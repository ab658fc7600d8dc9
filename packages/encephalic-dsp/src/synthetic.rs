//! Deterministic synthetic EEG for demos and tests.

use crate::error::{Result, SignalError};
use crate::montage::position_for;
use crate::recording::Recording;
use ndarray::Array2;
use rand::rngs::StdRng;
use rand::{Rng, SeedableRng};
use std::f64::consts::PI;

/// The 19 electrodes of the classic 10-20 layout plus one EOG channel.
pub const DEMO_CHANNELS: &[&str] = &[
    "Fp1", "Fp2", "F7", "F3", "Fz", "F4", "F8", "T7", "C3", "Cz", "C4", "T8", "P7", "P3", "Pz",
    "P4", "P8", "O1", "O2", "EOG Left",
];

#[derive(Debug, Clone, Copy, PartialEq)]
pub struct SyntheticConfig {
    pub duration: f64,
    pub sfreq: f64,
    pub seed: u64,
}

impl Default for SyntheticConfig {
    fn default() -> Self {
        Self {
            duration: 60.0,
            sfreq: 256.0,
            seed: 42,
        }
    }
}

/// Build a resting-state-like recording in microvolts.
///
/// Occipital sites carry a dominant 10 Hz alpha rhythm, frontal sites a 6 Hz
/// theta component, and every channel gets low-amplitude 20 Hz beta plus
/// uniform noise. The same config always yields the same samples.
pub fn demo_recording(config: &SyntheticConfig) -> Result<Recording> {
    if !(config.sfreq.is_finite() && config.sfreq > 0.0) {
        return Err(SignalError::InvalidParameter(format!(
            "sampling frequency must be positive, got {}",
            config.sfreq
        )));
    }
    let n_samples = (config.duration * config.sfreq).round();
    if !(n_samples.is_finite() && n_samples >= 2.0) {
        return Err(SignalError::InvalidParameter(format!(
            "duration {}s at {} Hz yields fewer than two samples",
            config.duration, config.sfreq
        )));
    }
    let n_samples = n_samples as usize;

    let mut rng = StdRng::seed_from_u64(config.seed);
    let mut data = Array2::<f64>::zeros((DEMO_CHANNELS.len(), n_samples));

    for (ch, label) in DEMO_CHANNELS.iter().enumerate() {
        let phase = rng.gen_range(0.0..2.0 * PI);
        let mut row = data.row_mut(ch);

        let Some(position) = position_for(label) else {
            // Slow blink-like drift for the ocular channel
            for (i, sample) in row.iter_mut().enumerate() {
                let t = i as f64 / config.sfreq;
                *sample = 80.0 * (2.0 * PI * 0.3 * t + phase).sin() + rng.gen_range(-5.0..5.0);
            }
            continue;
        };

        let alpha = 20.0 * (1.0 - position.y) / 2.0 + 2.0;
        let theta = 8.0 * (1.0 + position.y) / 2.0 + 1.0;
        for (i, sample) in row.iter_mut().enumerate() {
            let t = i as f64 / config.sfreq;
            *sample = alpha * (2.0 * PI * 10.0 * t + phase).sin()
                + theta * (2.0 * PI * 6.0 * t + 0.5 * phase).cos()
                + 3.0 * (2.0 * PI * 20.0 * t).sin()
                + rng.gen_range(-4.0..4.0);
        }
    }

    log::debug!(
        "Generated synthetic recording: {} channels, {} samples at {} Hz",
        DEMO_CHANNELS.len(),
        n_samples,
        config.sfreq
    );

    Recording::new(
        DEMO_CHANNELS.iter().map(|s| s.to_string()).collect(),
        data,
        config.sfreq,
    )
}
//! Pairwise proximity separation
//!
//! Every ordered pair (i, j) with i != j is checked. When the 3D distance
//! between them is below i's threshold, i is pushed away from j on X and Z
//! by `(i - j) * gain`. The push is one-sided: j gets its own, separately
//! computed push when the pair (j, i) is visited, so the two displacements
//! are generally not equal and opposite.
//!
//! The other body's position is read from a snapshot taken at the start of
//! the pass, while i accumulates its own pushes as it goes. Exactly
//! overlapping bodies have zero displacement and therefore do not move.
//!
//! This is a naive O(n²) pass with no spatial partitioning; object counts are
//! in the tens.

use crate::world::FallWorld;
use piefall_math::Vec3;

/// Push `position` away from `other` on X and Z if it is closer than
/// `threshold`. Returns the new position, or `None` if out of range.
#[inline]
pub fn push_away(position: Vec3, other: Vec3, threshold: f32, gain: f32) -> Option<Vec3> {
    if position.distance(other) >= threshold {
        return None;
    }
    Some(Vec3::new(
        position.x + (position.x - other.x) * gain,
        position.y,
        position.z + (position.z - other.z) * gain,
    ))
}

/// Run one separation pass over the world. Returns the number of pushes.
pub fn separate_all(world: &mut FallWorld) -> usize {
    if world.bodies.len() < 2 {
        return 0;
    }

    // Reuse the scratch buffer so steady-state ticks do not allocate
    let mut snapshot = std::mem::take(&mut world.scratch);
    snapshot.clear();
    snapshot.extend(world.bodies.iter().map(|(key, body)| (key, body.position())));

    let mut nudges = 0;
    for (key, body) in world.bodies.iter_mut() {
        let Some(params) = world.config.kind(body.kind()) else {
            continue;
        };
        let (threshold, gain) = (params.separation_threshold, params.separation_gain);

        for &(other_key, other_position) in &snapshot {
            if other_key == key {
                continue;
            }
            if let Some(pushed) = push_away(body.transform.position, other_position, threshold, gain) {
                body.transform.position = pushed;
                nudges += 1;
            }
        }
    }

    world.scratch = snapshot;
    log::trace!("separation pass applied {} pushes", nudges);
    nudges
}

#[cfg(test)]
mod tests {
    use super::*;
    use crate::body::{FallingBody, ObjectKey, ObjectKind, TemplateId};
    use crate::config::{FallConfig, KindConfig};
    use slotmap::SlotMap;

    const EPSILON: f32 = 1e-6;

    fn template() -> TemplateId {
        let mut templates: SlotMap<TemplateId, ()> = SlotMap::with_key();
        templates.insert(())
    }

    fn world_with(threshold: f32, gain: f32) -> FallWorld {
        FallWorld::with_config(FallConfig {
            model: KindConfig {
                separation_threshold: threshold,
                separation_gain: gain,
                ..KindConfig::base_model()
            },
            text: None,
        })
    }

    fn add(world: &mut FallWorld, t: TemplateId, position: Vec3) -> ObjectKey {
        world.add(FallingBody::new(ObjectKind::Model, t, position, Vec3::ZERO, 0.02).unwrap())
    }

    #[test]
    fn test_push_away_out_of_range() {
        assert_eq!(push_away(Vec3::ZERO, Vec3::new(2.0, 0.0, 0.0), 1.0, 0.01), None);
        // Exactly at the threshold is not "below" it
        assert_eq!(push_away(Vec3::ZERO, Vec3::new(1.0, 0.0, 0.0), 1.0, 0.01), None);
    }

    #[test]
    fn test_push_away_ignores_y() {
        let pushed = push_away(Vec3::new(0.0, 0.0, 0.0), Vec3::new(0.2, 0.5, -0.2), 1.0, 0.5).unwrap();
        assert!((pushed.x - -0.1).abs() < EPSILON);
        assert_eq!(pushed.y, 0.0);
        assert!((pushed.z - 0.1).abs() < EPSILON);
    }

    #[test]
    fn test_pair_is_pushed_apart_asymmetrically() {
        // Threshold 2, so the pair at distance 1 is at half the threshold
        let gain = 0.01;
        let mut world = world_with(2.0, gain);
        let t = template();
        let a = add(&mut world, t, Vec3::new(0.0, 0.0, 0.0));
        let b = add(&mut world, t, Vec3::new(1.0, 0.0, 0.0));

        assert_eq!(separate_all(&mut world), 2);

        let ax = world.get(a).unwrap().position().x;
        let bx = world.get(b).unwrap().position().x;
        assert!((ax - (0.0 + (0.0 - 1.0) * gain)).abs() < EPSILON, "a.x = {}", ax);
        // B is pushed relative to A's position before the pass
        assert!((bx - (1.0 + (1.0 - 0.0) * gain)).abs() < EPSILON, "b.x = {}", bx);
    }

    #[test]
    fn test_exact_overlap_does_not_move() {
        let mut world = world_with(1.0, 0.01);
        let t = template();
        let a = add(&mut world, t, Vec3::new(4.0, 1.0, 4.0));
        let b = add(&mut world, t, Vec3::new(4.0, 1.0, 4.0));

        // Both pairs count as in range, but the push is zero
        assert_eq!(separate_all(&mut world), 2);
        assert_eq!(world.get(a).unwrap().position(), Vec3::new(4.0, 1.0, 4.0));
        assert_eq!(world.get(b).unwrap().position(), Vec3::new(4.0, 1.0, 4.0));
    }

    #[test]
    fn test_far_apart_untouched() {
        let mut world = world_with(1.0, 0.01);
        let t = template();
        let a = add(&mut world, t, Vec3::new(0.0, 0.0, 0.0));
        let b = add(&mut world, t, Vec3::new(0.0, 5.0, 0.0));

        assert_eq!(separate_all(&mut world), 0);
        assert_eq!(world.get(a).unwrap().position(), Vec3::ZERO);
        assert_eq!(world.get(b).unwrap().position(), Vec3::new(0.0, 5.0, 0.0));
    }

    #[test]
    fn test_distance_uses_all_three_axes() {
        // Close on X/Z but far on Y: no push
        let mut world = world_with(1.0, 0.01);
        let t = template();
        add(&mut world, t, Vec3::new(0.0, 0.0, 0.0));
        add(&mut world, t, Vec3::new(0.1, 3.0, 0.1));
        assert_eq!(separate_all(&mut world), 0);
    }

    #[test]
    fn test_single_body_is_noop() {
        let mut world = world_with(1.0, 0.01);
        add(&mut world, template(), Vec3::ZERO);
        assert_eq!(separate_all(&mut world), 0);
    }

    #[test]
    fn test_threshold_is_per_kind() {
        let mut world = FallWorld::with_config(FallConfig {
            model: KindConfig {
                separation_threshold: 0.5,
                ..KindConfig::base_model()
            },
            text: Some(KindConfig {
                separation_threshold: 3.0,
                ..KindConfig::extended_text()
            }),
        });
        let t = template();
        let model = add(&mut world, t, Vec3::new(0.0, 0.0, 0.0));
        let text = world.add(FallingBody::new(ObjectKind::Text, t, Vec3::new(2.0, 0.0, 0.0), Vec3::ZERO, 0.02).unwrap());

        // Only the text body is within its own threshold
        assert_eq!(separate_all(&mut world), 1);
        assert_eq!(world.get(model).unwrap().position(), Vec3::ZERO);
        assert!(world.get(text).unwrap().position().x > 2.0);
    }
}
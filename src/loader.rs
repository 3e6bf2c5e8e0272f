//! Background template loading
//!
//! The [`AssetLoader`] spawns a worker thread that builds template meshes and
//! returns them via a channel, so the frame loop keeps ticking (and drawing
//! an empty scene) until the templates arrive.

use std::cell::Cell;
use std::sync::mpsc::{channel, Receiver, RecvTimeoutError, Sender, TryRecvError};
use std::thread;
use std::time::Duration;

use piefall_core::ObjectKind;
use piefall_render::geometry::{pie_mesh, text_mesh, PieShape};
use piefall_render::MeshData;

use crate::config::{AssetsConfig, Variant};

/// Template to build in the background
#[derive(Clone, Debug, PartialEq)]
pub enum TemplateRequest {
    /// The falling model
    Pie(PieShape),
    /// An extruded text slab
    Text {
        text: String,
        pixel: f32,
        depth: f32,
    },
}

impl TemplateRequest {
    /// Kind of object the template instantiates
    pub fn kind(&self) -> ObjectKind {
        match self {
            TemplateRequest::Pie(_) => ObjectKind::Model,
            TemplateRequest::Text { .. } => ObjectKind::Text,
        }
    }

    fn name(&self) -> String {
        match self {
            TemplateRequest::Pie(_) => "pie".to_string(),
            TemplateRequest::Text { text, .. } => text.clone(),
        }
    }

    fn build(&self) -> MeshData {
        match self {
            TemplateRequest::Pie(shape) => pie_mesh(shape),
            TemplateRequest::Text { text, pixel, depth } => text_mesh(text, *pixel, *depth),
        }
    }
}

/// A finished template
#[derive(Debug)]
pub struct LoadedTemplate {
    pub kind: ObjectKind,
    /// Name to register the template under
    pub name: String,
    pub mesh: MeshData,
}

/// Background template loader using a dedicated worker thread
///
/// Submit work with [`load_async`](AssetLoader::load_async) and collect it
/// with [`poll`](AssetLoader::poll) or [`poll_all`](AssetLoader::poll_all).
/// Each request is delivered after the configured delay.
pub struct AssetLoader {
    sender: Sender<TemplateRequest>,
    receiver: Receiver<LoadedTemplate>,
    disconnected: Cell<bool>,
}

impl AssetLoader {
    /// Create a loader whose worker waits `delay` before delivering each template
    ///
    /// The worker thread runs until the loader is dropped.
    pub fn new(delay: Duration) -> Self {
        let (request_tx, request_rx) = channel::<TemplateRequest>();
        let (result_tx, result_rx) = channel::<LoadedTemplate>();

        thread::spawn(move || {
            while let Ok(request) = request_rx.recv() {
                if !delay.is_zero() {
                    thread::sleep(delay);
                }
                let loaded = LoadedTemplate {
                    kind: request.kind(),
                    name: request.name(),
                    mesh: request.build(),
                };
                log::debug!(
                    "Built template '{}' ({} triangles)",
                    loaded.name,
                    loaded.mesh.triangle_count()
                );
                if result_tx.send(loaded).is_err() {
                    break;
                }
            }
        });

        Self::from_channels(request_tx, result_rx)
    }

    fn from_channels(sender: Sender<TemplateRequest>, receiver: Receiver<LoadedTemplate>) -> Self {
        Self {
            sender,
            receiver,
            disconnected: Cell::new(false),
        }
    }

    /// Create a loader and queue every template the variant needs
    pub fn from_config(config: &AssetsConfig, variant: Variant) -> Self {
        let loader = Self::new(Duration::from_millis(config.load_delay_ms));
        for request in requests_for(config, variant) {
            loader.load_async(request);
        }
        loader
    }

    /// Queue a template to be built in the background
    pub fn load_async(&self, request: TemplateRequest) {
        // Only fails if the worker has exited
        let _ = self.sender.send(request);
    }

    /// Check for a finished template (non-blocking)
    ///
    /// If the worker thread has died, this logs an error once and keeps
    /// returning `None`; templates still pending will never arrive.
    pub fn poll(&self) -> Option<LoadedTemplate> {
        match self.receiver.try_recv() {
            Ok(loaded) => Some(loaded),
            Err(TryRecvError::Empty) => None,
            Err(TryRecvError::Disconnected) => {
                self.mark_disconnected();
                None
            }
        }
    }

    /// Collect every template finished so far (non-blocking)
    pub fn poll_all(&self) -> Vec<LoadedTemplate> {
        std::iter::from_fn(|| self.poll()).collect()
    }

    /// Check whether the worker thread has gone away
    ///
    /// Only updated when a receive finds the channel closed.
    pub fn is_disconnected(&self) -> bool {
        self.disconnected.get()
    }

    fn mark_disconnected(&self) {
        if !self.disconnected.replace(true) {
            log::error!("Asset loader worker stopped; no more templates will load");
        }
    }

    /// Block until a template is finished or `timeout` passes
    pub fn wait(&self, timeout: Duration) -> Option<LoadedTemplate> {
        match self.receiver.recv_timeout(timeout) {
            Ok(loaded) => Some(loaded),
            Err(RecvTimeoutError::Timeout) => None,
            Err(RecvTimeoutError::Disconnected) => {
                self.mark_disconnected();
                None
            }
        }
    }
}

impl Default for AssetLoader {
    fn default() -> Self {
        Self::new(Duration::ZERO)
    }
}

/// Templates needed by a variant, model first
pub fn requests_for(config: &AssetsConfig, variant: Variant) -> Vec<TemplateRequest> {
    let mut requests = vec![TemplateRequest::Pie(PieShape {
        radius: config.pie_radius,
        thickness: config.pie_thickness,
        segments: config.pie_segments,
        ..PieShape::default()
    })];
    if variant == Variant::Extended {
        requests.push(TemplateRequest::Text {
            text: config.text.clone(),
            pixel: config.text_pixel,
            depth: config.text_depth,
        });
    }
    requests
}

== WORK REQUIRED ==
Copy only the entries from the first line to the line with "let mut row = data.row_mut(ch);", each exactly as it appears.

== RESPONSE ==
repository ab658fc7600d8dc9
filename packages/encephalic-dsp/src/synthetic.rs
//! Deterministic synthetic EEG for demos and tests.

use crate::error::{Result, SignalError};
use crate::montage::position_for;
use crate::recording::Recording;
use ndarray::Array2;
use rand::rngs::StdRng;
use rand::{Rng, SeedableRng};
use std::f64::consts::PI;

/// The 19 electrodes of the classic 10-20 layout plus one EOG channel.
pub const DEMO_CHANNELS: &[&str] = &[
    "Fp1", "Fp2", "F7", "F3", "Fz", "F4", "F8", "T7", "C3", "Cz", "C4", "T8", "P7", "P3", "Pz",
    "P4", "P8", "O1", "O2", "EOG Left",
];

#[derive(Debug, Clone, Copy, PartialEq)]
pub struct SyntheticConfig {
    pub duration: f64,
    pub sfreq: f64,
    pub seed: u64,
}

impl Default for SyntheticConfig {
    fn default() -> Self {
        Self {
            duration: 60.0,
            sfreq: 256.0,
            seed: 42,
        }
    }
}

/// Build a resting-state-like recording in microvolts.
///
/// Occipital sites carry a dominant 10 Hz alpha rhythm, frontal sites a 6 Hz
/// theta component, and every channel gets low-amplitude 20 Hz beta plus
/// uniform noise. The same config always yields the same samples.
pub fn demo_recording(config: &SyntheticConfig) -> Result<Recording> {
    if !(config.sfreq.is_finite() && config.sfreq > 0.0) {
        return Err(SignalError::InvalidParameter(format!(
            "sampling frequency must be positive, got {}",
            config.sfreq
        )));
    }
    let n_samples = (config.duration * config.sfreq).round();
    if !(n_samples.is_finite() && n_samples >= 2.0) {
        return Err(SignalError::InvalidParameter(format!(
            "duration {}s at {} Hz yields fewer than two samples",
            config.duration, config.sfreq
        )));
    }
    let n_samples = n_samples as usize;

    let mut rng = StdRng::seed_from_u64(config.seed);
    let mut data = Array2::<f64>::zeros((DEMO_CHANNELS.len(), n_samples));

    for (ch, label) in DEMO_CHANNELS.iter().enumerate() {
        let phase = rng.gen_range(0.0..2.0 * PI);
        let mut row = data.row_mut(ch);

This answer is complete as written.